TASK TO COMPLETE:
Within the material below, transcribe exactly the lines from the one holding "pub struct Db" through the one holding "let mut params = vec![];", keeping both ends and skipping the rest.

SOURCE MATERIAL:

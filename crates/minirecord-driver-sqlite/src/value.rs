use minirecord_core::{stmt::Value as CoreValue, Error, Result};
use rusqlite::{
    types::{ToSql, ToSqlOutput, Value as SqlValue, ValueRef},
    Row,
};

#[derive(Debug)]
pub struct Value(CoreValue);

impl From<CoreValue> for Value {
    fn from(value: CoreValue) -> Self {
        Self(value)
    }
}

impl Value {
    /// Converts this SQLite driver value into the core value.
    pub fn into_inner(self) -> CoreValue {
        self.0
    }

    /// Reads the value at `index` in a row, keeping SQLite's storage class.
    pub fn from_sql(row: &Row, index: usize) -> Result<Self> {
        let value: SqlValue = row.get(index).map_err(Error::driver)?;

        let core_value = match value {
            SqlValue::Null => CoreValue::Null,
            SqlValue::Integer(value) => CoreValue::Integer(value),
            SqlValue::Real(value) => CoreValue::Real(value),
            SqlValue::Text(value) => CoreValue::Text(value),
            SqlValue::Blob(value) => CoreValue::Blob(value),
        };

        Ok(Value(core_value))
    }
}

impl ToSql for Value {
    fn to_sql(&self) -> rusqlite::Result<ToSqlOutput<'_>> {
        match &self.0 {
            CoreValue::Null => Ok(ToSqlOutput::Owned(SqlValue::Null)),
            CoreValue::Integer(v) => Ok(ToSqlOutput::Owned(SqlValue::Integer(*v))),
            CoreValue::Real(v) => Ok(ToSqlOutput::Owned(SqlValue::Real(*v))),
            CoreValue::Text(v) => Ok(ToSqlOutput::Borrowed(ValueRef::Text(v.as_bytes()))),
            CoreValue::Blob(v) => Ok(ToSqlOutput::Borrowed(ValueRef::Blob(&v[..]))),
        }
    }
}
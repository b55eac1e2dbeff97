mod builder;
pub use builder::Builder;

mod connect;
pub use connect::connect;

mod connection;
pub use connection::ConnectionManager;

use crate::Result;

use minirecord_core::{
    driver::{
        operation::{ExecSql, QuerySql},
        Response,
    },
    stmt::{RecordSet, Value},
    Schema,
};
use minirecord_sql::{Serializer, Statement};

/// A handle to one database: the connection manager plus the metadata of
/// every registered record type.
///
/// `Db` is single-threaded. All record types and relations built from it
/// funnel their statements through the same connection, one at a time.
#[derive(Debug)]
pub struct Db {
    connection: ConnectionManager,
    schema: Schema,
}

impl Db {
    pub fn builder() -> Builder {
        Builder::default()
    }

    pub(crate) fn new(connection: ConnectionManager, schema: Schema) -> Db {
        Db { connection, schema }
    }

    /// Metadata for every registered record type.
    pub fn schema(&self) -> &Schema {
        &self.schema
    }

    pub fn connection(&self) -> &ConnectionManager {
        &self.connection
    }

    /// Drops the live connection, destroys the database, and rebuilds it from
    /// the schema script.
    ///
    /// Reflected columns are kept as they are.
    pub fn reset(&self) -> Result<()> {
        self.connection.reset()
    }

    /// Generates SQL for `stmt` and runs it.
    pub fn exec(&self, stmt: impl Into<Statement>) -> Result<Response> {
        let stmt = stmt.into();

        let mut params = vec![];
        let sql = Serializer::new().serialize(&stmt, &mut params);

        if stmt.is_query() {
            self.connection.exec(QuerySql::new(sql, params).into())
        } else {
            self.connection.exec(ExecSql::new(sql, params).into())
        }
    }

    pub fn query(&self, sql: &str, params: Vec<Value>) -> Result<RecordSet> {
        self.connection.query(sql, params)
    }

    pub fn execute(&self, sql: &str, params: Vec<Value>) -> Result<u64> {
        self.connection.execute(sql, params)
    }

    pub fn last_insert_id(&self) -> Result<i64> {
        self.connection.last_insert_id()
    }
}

---

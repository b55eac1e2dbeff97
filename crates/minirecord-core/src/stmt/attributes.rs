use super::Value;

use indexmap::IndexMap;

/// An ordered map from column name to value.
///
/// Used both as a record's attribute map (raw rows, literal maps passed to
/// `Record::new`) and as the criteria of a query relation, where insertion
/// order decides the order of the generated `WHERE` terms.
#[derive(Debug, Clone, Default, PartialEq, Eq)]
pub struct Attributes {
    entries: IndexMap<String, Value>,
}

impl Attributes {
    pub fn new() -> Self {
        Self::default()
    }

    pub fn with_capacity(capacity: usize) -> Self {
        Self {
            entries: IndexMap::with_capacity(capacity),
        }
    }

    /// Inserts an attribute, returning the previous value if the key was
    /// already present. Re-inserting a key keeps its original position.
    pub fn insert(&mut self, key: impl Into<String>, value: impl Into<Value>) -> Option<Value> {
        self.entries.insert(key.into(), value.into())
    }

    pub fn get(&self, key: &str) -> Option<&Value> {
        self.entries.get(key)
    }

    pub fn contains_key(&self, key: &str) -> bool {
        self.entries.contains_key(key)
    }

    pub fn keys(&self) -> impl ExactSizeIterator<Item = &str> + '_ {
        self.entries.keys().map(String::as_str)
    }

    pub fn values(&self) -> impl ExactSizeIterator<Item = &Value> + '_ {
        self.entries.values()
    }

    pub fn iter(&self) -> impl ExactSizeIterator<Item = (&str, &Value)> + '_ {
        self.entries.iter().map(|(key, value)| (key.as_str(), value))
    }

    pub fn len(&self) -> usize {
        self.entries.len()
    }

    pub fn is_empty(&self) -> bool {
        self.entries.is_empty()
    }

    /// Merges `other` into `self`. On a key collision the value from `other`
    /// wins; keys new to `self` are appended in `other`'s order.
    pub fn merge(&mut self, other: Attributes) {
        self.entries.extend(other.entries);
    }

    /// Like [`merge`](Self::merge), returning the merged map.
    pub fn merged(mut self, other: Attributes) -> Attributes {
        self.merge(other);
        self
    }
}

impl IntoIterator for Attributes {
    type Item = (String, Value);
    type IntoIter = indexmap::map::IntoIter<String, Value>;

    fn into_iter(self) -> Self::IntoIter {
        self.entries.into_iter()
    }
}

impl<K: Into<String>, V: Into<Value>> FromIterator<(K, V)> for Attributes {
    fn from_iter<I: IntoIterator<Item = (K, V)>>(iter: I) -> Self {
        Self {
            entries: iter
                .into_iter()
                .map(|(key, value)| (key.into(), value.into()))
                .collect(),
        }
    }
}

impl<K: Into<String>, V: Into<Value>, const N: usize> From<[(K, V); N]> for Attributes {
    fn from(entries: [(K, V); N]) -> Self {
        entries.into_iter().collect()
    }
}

EXERCISE OUTPUT:
pub struct Db {
    connection: ConnectionManager,
    schema: Schema,
}

impl Db {
    pub fn builder() -> Builder {
        Builder::default()
    }

    pub(crate) fn new(connection: ConnectionManager, schema: Schema) -> Db {
        Db { connection, schema }
    }

    /// Metadata for every registered record type.
    pub fn schema(&self) -> &Schema {
        &self.schema
    }

    pub fn connection(&self) -> &ConnectionManager {
        &self.connection
    }

    /// Drops the live connection, destroys the database, and rebuilds it from
    /// the schema script.
    ///
    /// Reflected columns are kept as they are.
    pub fn reset(&self) -> Result<()> {
        self.connection.reset()
    }

    /// Generates SQL for `stmt` and runs it.
    pub fn exec(&self, stmt: impl Into<Statement>) -> Result<Response> {
        let stmt = stmt.into();

        let mut params = vec![];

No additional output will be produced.